Compagnons d’enfance, puis d’abandon après le décès, en moins de trois ans, de leurs père, mère et frère René, ils ont vécu ensemble dans un vaste appartement du Boulevard Haussmann, complices, proches et artistes tous deux. Ils partageaient les mêmes passions pour la philatélie, le jardinage, les bateaux, les régates et bien sûr, l’art. Riches, ils pouvaient s’adonner à leurs hobbies sans contrainte et laisser libre court à leur talent. Gustave nous a laissé un portrait de son frère au piano, car ce dernier était avant tout instrumentiste. De sa formation, tant à l’art du contrepoint qu’au clavier, on ne sait pas grand-chose, hormis que la maison de la famille Caillebotte se situait dans la même rue que le Conservatoire National de Musique. On a pu ainsi vérifier qu’il y fut élève, mais sans savoir vraiment comment il apprit à écrire la musique. Son répertoire peu ou mal connu, n’est pas très important d'autant qu'il réduisit encore ses compositions après son mariage, qui le sépara d’ailleurs aussi de son frère.

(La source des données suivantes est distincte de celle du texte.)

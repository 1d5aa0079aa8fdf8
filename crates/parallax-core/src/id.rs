//! Identity types for page sections
//!
//! Section identifiers are strings chosen by the page author. They are cloned
//! on every frame (the resolver reads the active id each tick), so the
//! backing storage is shared rather than reallocated.

use std::borrow::Borrow;
use std::fmt;
use std::sync::Arc;

use serde::{Deserialize, Serialize};

/// Section identity - unique within a page
#[derive(Clone, PartialEq, Eq, Hash, PartialOrd, Ord, Serialize, Deserialize)]
#[serde(from = "String", into = "String")]
pub struct SectionId(Arc<str>);

impl SectionId {
    #[inline]
    pub fn new(id: impl AsRef<str>) -> Self {
        SectionId(Arc::from(id.as_ref()))
    }

    #[inline]
    pub fn as_str(&self) -> &str {
        &self.0
    }

    #[inline]
    pub fn is_empty(&self) -> bool {
        self.0.is_empty()
    }
}

impl fmt::Debug for SectionId {
    fn fmt(&self, f: &mut fmt::Formatter<'_>) -> fmt::Result {
        write!(f, "Section({})", self.0)
    }
}

impl fmt::Display for SectionId {
    fn fmt(&self, f: &mut fmt::Formatter<'_>) -> fmt::Result {
        f.write_str(&self.0)
    }
}

impl From<&str> for SectionId {
    fn from(id: &str) -> Self {
        SectionId::new(id)
    }
}

impl From<String> for SectionId {
    fn from(id: String) -> Self {
        SectionId(Arc::from(id))
    }
}

impl From<SectionId> for String {
    fn from(id: SectionId) -> Self {
        id.0.as_ref().to_owned()
    }
}

impl AsRef<str> for SectionId {
    fn as_ref(&self) -> &str {
        &self.0
    }
}

impl Borrow<str> for SectionId {
    fn borrow(&self) -> &str {
        &self.0
    }
}

impl PartialEq<str> for SectionId {
    fn eq(&self, other: &str) -> bool {
        self.as_str() == other
    }
}

impl PartialEq<&str> for SectionId {
    fn eq(&self, other: &&str) -> bool {
        self.as_str() == *other
    }
}

#[cfg(test)]
mod tests {
    use super::*;
    use std::collections::HashMap;

    #[test]
    fn test_section_id_eq_str() {
        let id = SectionId::new("chest");
        assert_eq!(id, "chest");
        assert_eq!(id.to_string(), "chest");
        assert_eq!(format!("{:?}", id), "Section(chest)");
    }

    #[test]
    fn test_section_id_borrow_lookup() {
        let mut map = HashMap::new();
        map.insert(SectionId::new("back"), 1);
        assert_eq!(map.get("back"), Some(&1));
    }

    #[test]
    fn test_section_id_serde_as_string() {
        let id = SectionId::new("elbow");
        let json = serde_json::to_string(&id).unwrap();
        assert_eq!(json, "\"elbow\"");

        let back: SectionId = serde_json::from_str(&json).unwrap();
        assert_eq!(back, id);
    }
}
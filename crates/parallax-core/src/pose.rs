//! Pose - the rotation/scale target attached to a page section
//!
//! A pose is pure data: where the model should end up while its section is
//! active. The live, moving transform lives in `parallax-motion`.

use serde::{Deserialize, Serialize};

/// Target pose of the model (radians, radians, uniform scale)
#[derive(Debug, Clone, Copy, PartialEq, Serialize, Deserialize)]
#[serde(rename_all = "camelCase")]
pub struct Pose {
    /// Yaw around the vertical axis
    pub rotation_y: f32,
    /// Pitch around the horizontal axis
    #[serde(default)]
    pub rotation_x: f32,
    /// Uniform scale, always > 0
    pub scale: f32,
}

impl Default for Pose {
    fn default() -> Self {
        Self::IDENTITY
    }
}

impl Pose {
    pub const IDENTITY: Pose = Pose {
        rotation_y: 0.0,
        rotation_x: 0.0,
        scale: 1.0,
    };

    pub const fn new(rotation_y: f32, rotation_x: f32, scale: f32) -> Self {
        Self {
            rotation_y,
            rotation_x,
            scale,
        }
    }

    /// All components finite
    pub fn is_finite(&self) -> bool {
        self.rotation_y.is_finite() && self.rotation_x.is_finite() && self.scale.is_finite()
    }

    /// Finite and with a strictly positive scale
    pub fn is_valid(&self) -> bool {
        self.is_finite() && self.scale > 0.0
    }

    /// Largest per-component distance to another pose
    pub fn distance(&self, other: &Pose) -> f32 {
        (self.rotation_y - other.rotation_y)
            .abs()
            .max((self.rotation_x - other.rotation_x).abs())
            .max((self.scale - other.scale).abs())
    }
}
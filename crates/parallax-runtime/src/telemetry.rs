//! Logging setup

use tracing_subscriber::EnvFilter;

/// Log output format
#[derive(Debug, Clone, Copy, PartialEq, Eq, Default)]
pub enum LogFormat {
    /// Human-readable, for terminals
    #[default]
    Pretty,
    /// One JSON object per line, for log collectors
    Json,
}

/// Install the global tracing subscriber.
///
/// Filtering follows `RUST_LOG`, defaulting to `info`. Returns false if a
/// subscriber was already installed (e.g. by the host or another test).
pub fn init_logging(format: LogFormat) -> bool {
    let filter = EnvFilter::try_from_default_env().unwrap_or_else(|_| EnvFilter::new("info"));
    let builder = tracing_subscriber::fmt().with_env_filter(filter);

    let installed = match format {
        LogFormat::Pretty => builder.try_init(),
        LogFormat::Json => builder.json().try_init(),
    };
    installed.is_ok()
}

Quelques pièces pour piano, une valse, un psaume, un poème biblique mis en musique et un opéra dont on ne conserve que le livret, la musique ayant quant à elle, disparu. A l’occasion de l’inauguration des orgues de Notre Dame de Lorette, dont son frère ainé, Alfred, était prêtre, il écrivit aussi des partitions pour orgue. Au total, assez peu de chose qui permette d’assoir la réputation du musicien, comme celle de son frère fut, même tardivement, reconnue en tant que peintre.
Et voilà que Michel Piquemal, ami de la famille Chardeau, descendants du musicien, eut en mains la partition inédite de la Messe Solennelle pour le temps de Pâques et, séduit par « l’écriture postromantique inspirée » de Caillebotte, il décida, avec l’accord des héritiers de l’artiste, de monter cette messe avec son Grand Chœur Amateur de l’Abbaye aux Dames. L’aventure était lancée. D’après les choristes, ce travail, sans repère, sans version préexistante qui aurait pu les guider, fut long, difficile mais passionnant. La Messe Solennelle pour le temps de Pâques de Martial Caillebotte n'existait, en effet jusqu’alors, que sous la forme de la transcription artisanale d'un manuscrit tardivement exhumé. Il fallait donc tout « inventer », travail sur un terrain totalement vierge et pourtant exaltant. Quelle démarche captivante en effet que de décrypter, décoder, défricher ! Et surtout, à la fin, d’offrir au public une véritable création mondiale*, petit événement dans le microcosme de l’actualité musicale qu’il faut saluer avec l’enthousiasme de rigueur : une démarche audacieuse de la part de Michel Piquemal, et très courageuse car créer une oeuvre demande un travail hallucinant et comporte de vrais risques.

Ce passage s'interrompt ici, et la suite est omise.